与现有技术相比,本发明的有益技术效果是:在鸟苷菌的生产特性与代谢途径基础上,操作与理论相结合,通过结构类似物的压迫作用,让符合高产特性的菌株优先生长,有目的地进行筛选,为高鸟苷菌株的筛选提供了简便、高效的筛选方法。最终得出稳定性好,产苷高的菌株,进行入库保存,供工业大生产使用,保障工业生产鸟苷产量的稳定。
具体实施方式
下面结合实施例对本发明的内容作进一步详述,实施例中所提及的内容并非对本发明的限定,制备过程中各个原材料的选择可因地制宜而对结果并无实质性影响。
实施例
I.将待筛选的鸟苷甘油种液在接入含有培养基①的三角瓶中,振荡培养,温度为35℃,转速200rpm,振荡培养18h,至对数生长期停止培养。
II.在无菌操作台上,用接种针取上述培养液在平板培养基②中梯度划线分纯,培养温度33℃,培养40小时,得出单菌落。
III.无菌条件下挑选生长饱满的3个单株接入含有培养基③的三角瓶中,振荡培养,温度35℃,转速200rpm,振荡培养20h。

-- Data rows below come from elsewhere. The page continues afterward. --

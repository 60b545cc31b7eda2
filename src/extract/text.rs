//! Text-tag and inline-text-`<div>` extraction (spec §4.4): flattens a
//! text-bearing element's inline content into a `TextElement`, deciding
//! between a single plain string and a styled `Run[]`.

use crate::color::parse_color;
use crate::constants::{INLINE_TEXT_WHITELIST, MANUAL_BULLET_GLYPHS};
use crate::dom::{ElementNode, ExtractedDocument, NodeData, NodeId};
use crate::errors::ValidationError;
use crate::font::{normalize_font_family, resolve_bold};
use crate::model::{Align, ElementRecord, Run, RunOptions, TextContent, TextElement, TextStyle, TextTag};
use crate::rotation::extract_rotation_deg;
use crate::units::{px_to_pt, Length};

const TEXT_TAGS: &[(&str, TextTag)] = &[
    ("p", TextTag::P),
    ("h1", TextTag::H1),
    ("h2", TextTag::H2),
    ("h3", TextTag::H3),
    ("h4", TextTag::H4),
    ("h5", TextTag::H5),
    ("h6", TextTag::H6),
];

pub fn try_extract_text_tag(
    doc: &ExtractedDocument,
    node_id: NodeId,
    el: &ElementNode,
    errors: &mut Vec<ValidationError>,
) -> Option<ElementRecord> {
    let tag = TEXT_TAGS.iter().find(|(name, _)| *name == el.tag).map(|(_, t)| *t)?;
    Some(build_text_element(doc, node_id, el, tag, errors))
}

/// A `<div>` whose children are all text or whitelisted inline wrappers
/// behaves like a paragraph rather than a layout container (spec §4.3
/// step "inline-text div").
pub fn try_extract_inline_text_div(
    doc: &ExtractedDocument,
    node_id: NodeId,
    el: &ElementNode,
    errors: &mut Vec<ValidationError>,
) -> Option<ElementRecord> {
    if el.tag != "div" {
        return None;
    }
    let children = doc.children(node_id);
    if children.is_empty() || !children.iter().all(|&c| is_inline_child(doc, c)) {
        return None;
    }
    Some(build_text_element(doc, node_id, el, TextTag::Div, errors))
}

/// A `<span>` whose parent is a flex/grid container is an independent text
/// block, not inline content of anything (spec §4.3 step 6). Reached only
/// for spans visited directly as a flex/grid container's child, since a
/// span already absorbed into a text tag's run flattening is never visited
/// on its own (spec §4.3's mark-processed-and-return short-circuit).
pub fn try_extract_flex_grid_span(
    doc: &ExtractedDocument,
    node_id: NodeId,
    el: &ElementNode,
    errors: &mut Vec<ValidationError>,
) -> Option<ElementRecord> {
    if el.tag != "span" {
        return None;
    }
    if !doc.parent_element(node_id).is_some_and(ElementNode::is_layout_display) {
        return None;
    }
    Some(build_text_element(doc, node_id, el, TextTag::Span, errors))
}

fn is_inline_child(doc: &ExtractedDocument, node_id: NodeId) -> bool {
    match &doc.node(node_id).data {
        NodeData::Text { .. } => true,
        NodeData::Element(e) => INLINE_TEXT_WHITELIST.contains(&e.tag.as_str()),
    }
}

fn build_text_element(
    doc: &ExtractedDocument,
    node_id: NodeId,
    el: &ElementNode,
    tag: TextTag,
    errors: &mut Vec<ValidationError>,
) -> ElementRecord {
    let (runs, run_errors) = crate::runs::flatten_runs(doc, node_id, false);
    errors.extend(run_errors);
    let runs = TextContent::trim_runs(runs);
    check_manual_bullet(&runs, errors);

    ElementRecord::Text(TextElement {
        tag,
        text: to_text_content(runs),
        position: super::resolved_position(el),
        style: build_text_style(el),
    })
}

/// Collapses a run sequence to a single plain string when none of the runs
/// carry any inline formatting; otherwise keeps the `Run[]` shape (spec
/// §4.4).
pub(crate) fn to_text_content(runs: Vec<Run>) -> TextContent {
    match runs.len() {
        0 => TextContent::Plain(String::new()),
        1 if runs[0].options == RunOptions::default() => {
            TextContent::Plain(runs.into_iter().next().expect("len checked").text)
        }
        _ => TextContent::Runs(runs),
    }
}

fn check_manual_bullet(runs: &[Run], errors: &mut Vec<ValidationError>) {
    let Some(first) = runs.first() else { return };
    let Some(glyph) = first.text.trim_start().chars().next() else { return };
    if MANUAL_BULLET_GLYPHS.contains(&glyph) {
        errors.push(ValidationError::ManualBulletGlyph { glyph });
    }
}

fn build_text_style(el: &ElementNode) -> TextStyle {
    TextStyle {
        font_size: px_to_pt(el.computed.font_size_px),
        font_face: normalize_font_family(&el.computed.font_family),
        color: parse_color(&el.computed.color).map(|c| c.hex_string()).unwrap_or_default(),
        align: Align::from_css(&el.computed.text_align),
        line_spacing: line_height_pt(&el.computed.line_height),
        para_space_before: px_to_pt(el.computed.margin_top_px),
        para_space_after: px_to_pt(el.computed.margin_bottom_px),
        margin: [
            px_to_pt(el.computed.margin_left_px),
            px_to_pt(el.computed.margin_right_px),
            px_to_pt(el.computed.margin_bottom_px),
            px_to_pt(el.computed.margin_top_px),
        ],
        bold: resolve_bold(el.computed.font_weight, &el.computed.font_family).then_some(true),
        italic: (el.computed.font_style == "italic").then_some(true),
        underline: el.computed.text_decoration_line.contains("underline").then_some(true),
        rotate: extract_rotation_deg(&el.computed.transform, &el.computed.writing_mode),
        transparency: parse_color(&el.computed.color).map(|c| c.transparency),
        valign: None,
    }
}

pub(crate) fn line_height_pt(raw: &str) -> Option<f64> {
    if raw.trim() == "normal" || raw.trim().is_empty() {
        return None;
    }
    Length::parse(raw).and_then(Length::to_points)
}

#[cfg(test)]
mod tests {
    use super::*;
    use crate::dom::{BodyMetrics, ComputedStyle};
    use crate::harness::StaticPage;

    fn extract_doc(html: &str) -> ExtractedDocument {
        let mut page = StaticPage::new(
            html,
            BodyMetrics { width_px: 960.0, height_px: 540.0, scroll_width_px: 960.0, scroll_height_px: 540.0 },
        );
        crate::browser::Page::extract(&mut page).unwrap()
    }

    fn find(doc: &ExtractedDocument, tag: &str) -> NodeId {
        doc.nodes.iter().find(|n| n.as_element().map(|e| e.tag == tag).unwrap_or(false)).unwrap().id
    }

    #[test]
    fn plain_paragraph_becomes_plain_string() {
        let doc = extract_doc("<html><body><p>Hello there</p></body></html>");
        let p = find(&doc, "p");
        let el = doc.element(p).unwrap();
        let mut errors = Vec::new();
        let record = try_extract_text_tag(&doc, p, el, &mut errors).unwrap();
        let ElementRecord::Text(t) = record else { panic!("expected text") };
        assert_eq!(t.text, TextContent::Plain("Hello there".into()));
    }

    #[test]
    fn formatted_paragraph_becomes_runs() {
        let doc = extract_doc("<html><body><p>Hello <b>there</b></p></body></html>");
        let p = find(&doc, "p");
        let el = doc.element(p).unwrap();
        let mut errors = Vec::new();
        let record = try_extract_text_tag(&doc, p, el, &mut errors).unwrap();
        let ElementRecord::Text(t) = record else { panic!("expected text") };
        assert!(matches!(t.text, TextContent::Runs(_)));
    }

    #[test]
    fn manual_bullet_glyph_is_flagged() {
        let doc = extract_doc("<html><body><p>• not a real bullet</p></body></html>");
        let p = find(&doc, "p");
        let el = doc.element(p).unwrap();
        let mut errors = Vec::new();
        try_extract_text_tag(&doc, p, el, &mut errors);
        assert!(errors.iter().any(|e| matches!(e, ValidationError::ManualBulletGlyph { .. })));
    }

    #[test]
    fn div_with_only_inline_children_is_text() {
        let doc = extract_doc("<html><body><div>Hello <span>world</span></div></body></html>");
        let div = find(&doc, "div");
        let el = doc.element(div).unwrap();
        let mut errors = Vec::new();
        let record = try_extract_inline_text_div(&doc, div, el, &mut errors).unwrap();
        assert!(matches!(record, ElementRecord::Text(_)));
    }

    #[test]
    fn div_with_block_child_is_not_inline_text() {
        let doc = extract_doc("<html><body><div><p>one</p></div></body></html>");
        let div = find(&doc, "div");
        let el = doc.element(div).unwrap();
        let mut errors = Vec::new();
        assert!(try_extract_inline_text_div(&doc, div, el, &mut errors).is_none());
    }

    #[test]
    fn line_height_normal_is_none() {
        assert_eq!(line_height_pt("normal"), None);
        assert!(line_height_pt("24px").is_some());
    }

    #[test]
    fn zero_size_default_computed_style_is_accepted() {
        let _ = ComputedStyle::default();
    }
}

IV.在无菌操作台上,用接种针各取培养液在平板培养基④中梯度划线分纯,得出单株菌落,培养温度33℃,培养24小时,各平板中选择6个生长饱满的单株株扩大培养待用。
再将由上述筛选方法得出的18株鸟苷生产菌株放在摇瓶培养,37℃,摇床振荡培养48h,发酵液离心得上清液,经纸层析(异丙醇:氨水:水=7:2:1)分离杂质后,用0.01M盐酸溶液浸泡1小时,洗脱出鸟苷后,在260nm处测紫外吸收值(A260),计算摇瓶发酵液鸟苷含量,结合糖耗分析,得到最优良的鸟苷生产菌株3株,此菌株制成甘油种液或冻干种长期保存。
上述整个工艺流程共计约9-10天。